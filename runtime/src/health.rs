//! Readiness reporting for the service probes.

/// Health check status levels.
#[derive(Debug, Clone, Copy, PartialEq, Eq, PartialOrd, Ord)]
pub enum HealthStatus {
    /// Component is fully operational
    Healthy,

    /// Component is operational but impaired (e.g. broker reconnecting)
    Degraded,

    /// Component is not operational
    Unhealthy,
}

impl HealthStatus {
    /// Check if status is healthy
    #[must_use]
    pub const fn is_healthy(self) -> bool {
        matches!(self, Self::Healthy)
    }

    /// Get the worst status between two statuses
    #[must_use]
    pub const fn worst(self, other: Self) -> Self {
        match (self, other) {
            (Self::Unhealthy, _) | (_, Self::Unhealthy) => Self::Unhealthy,
            (Self::Degraded, _) | (_, Self::Degraded) => Self::Degraded,
            _ => Self::Healthy,
        }
    }

    /// Lowercase label used in probe bodies.
    #[must_use]
    pub const fn as_str(self) -> &'static str {
        match self {
            Self::Healthy => "healthy",
            Self::Degraded => "degraded",
            Self::Unhealthy => "unhealthy",
        }
    }
}

impl std::fmt::Display for HealthStatus {
    fn fmt(&self, f: &mut std::fmt::Formatter<'_>) -> std::fmt::Result {
        f.write_str(self.as_str())
    }
}

/// Health check result for one dependency.
#[derive(Debug, Clone, PartialEq, Eq)]
pub struct HealthCheck {
    /// Name of the component being checked
    pub component: String,

    /// Current health status
    pub status: HealthStatus,

    /// Details when not healthy
    pub message: Option<String>,
}

impl HealthCheck {
    /// Create a healthy check result
    #[must_use]
    pub fn healthy(component: impl Into<String>) -> Self {
        Self {
            component: component.into(),
            status: HealthStatus::Healthy,
            message: None,
        }
    }

    /// Create a degraded check result
    #[must_use]
    pub fn degraded(component: impl Into<String>, message: impl Into<String>) -> Self {
        Self {
            component: component.into(),
            status: HealthStatus::Degraded,
            message: Some(message.into()),
        }
    }

    /// Create an unhealthy check result
    #[must_use]
    pub fn unhealthy(component: impl Into<String>, message: impl Into<String>) -> Self {
        Self {
            component: component.into(),
            status: HealthStatus::Unhealthy,
            message: Some(message.into()),
        }
    }
}

/// Combines several checks into an overall status.
#[derive(Debug, Clone)]
pub struct HealthReport {
    /// Overall status (worst of all checks)
    pub status: HealthStatus,

    /// Individual component checks
    pub checks: Vec<HealthCheck>,
}

impl HealthReport {
    /// Create a new health report from checks
    #[must_use]
    pub fn new(checks: Vec<HealthCheck>) -> Self {
        let status = checks
            .iter()
            .map(|c| c.status)
            .fold(HealthStatus::Healthy, HealthStatus::worst);
        Self { status, checks }
    }

    /// Ready only when nothing is unhealthy.
    #[must_use]
    pub const fn is_ready(&self) -> bool {
        !matches!(self.status, HealthStatus::Unhealthy)
    }
}

#[cfg(test)]
mod tests {
    use super::*;

    #[test]
    fn report_takes_worst_status() {
        let report = HealthReport::new(vec![
            HealthCheck::healthy("postgres"),
            HealthCheck::degraded("broker", "reconnecting"),
        ]);
        assert_eq!(report.status, HealthStatus::Degraded);
        assert!(report.is_ready());

        let report = HealthReport::new(vec![
            HealthCheck::degraded("broker", "reconnecting"),
            HealthCheck::unhealthy("postgres", "connection refused"),
        ]);
        assert_eq!(report.status, HealthStatus::Unhealthy);
        assert!(!report.is_ready());
    }

    #[test]
    fn empty_report_is_healthy() {
        assert!(HealthReport::new(Vec::new()).status.is_healthy());
    }
}
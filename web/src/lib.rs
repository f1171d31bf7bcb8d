//! Axum surface of Courier.
//!
//! - **Order API**: JSON remote calls over [`OrderService`](courier_core::service::OrderService),
//!   with domain errors mapped to statuses by [`AppError`]
//! - **Notification gateway**: `GET /ws`, authenticated with a bearer token,
//!   registering each session in the [`ConnectionRegistry`]
//! - **Plumbing**: correlation-id middleware, extractors, health probes
//!
//! # Request Flow
//!
//! ```text
//! POST /orders ──► correlation span ──► handler ──► OrderService ──► {success, order}
//!                                                       │ OrderError
//!                                                       ▼
//!                                                   AppError {code, message}
//!
//! GET /ws ──► origin ──► bearer ──► TokenValidator ──► upgrade ──► registry.add
//! ```
//!
//! # Example
//!
//! ```ignore
//! let app = courier_web::order_router(AppState::new(order_service));
//! let listener = tokio::net::TcpListener::bind("0.0.0.0:9000").await?;
//! axum::serve(listener, app).await?;
//! ```

#![forbid(unsafe_code)]
#![warn(missing_docs, clippy::pedantic)]
#![allow(clippy::module_name_repetitions)]

pub mod error;
pub mod extractors;
pub mod handlers;
pub mod middleware;
pub mod registry;
pub mod router;
pub mod state;

pub use error::AppError;
pub use extractors::{BearerToken, CorrelationId};
pub use middleware::{CORRELATION_ID_HEADER, correlation_id_layer};
pub use registry::{ConnectionId, ConnectionRegistry, PushError, SessionHandle};
pub use router::{gateway_router, order_router};
pub use state::{AppState, GatewayState, HealthProbe, HealthProbes};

Directions for this task →
Return exactly, please, the lines of the material from the first one down to and including the line where "match (self, other)" appears.

Your solution →
filename runtime/src/health.rs
//! Readiness reporting for the service probes.

/// Health check status levels.
#[derive(Debug, Clone, Copy, PartialEq, Eq, PartialOrd, Ord)]
pub enum HealthStatus {
    /// Component is fully operational
    Healthy,

    /// Component is operational but impaired (e.g. broker reconnecting)
    Degraded,

    /// Component is not operational
    Unhealthy,
}

impl HealthStatus {
    /// Check if status is healthy
    #[must_use]
    pub const fn is_healthy(self) -> bool {
        matches!(self, Self::Healthy)
    }

    /// Get the worst status between two statuses
    #[must_use]
    pub const fn worst(self, other: Self) -> Self {
        match (self, other) {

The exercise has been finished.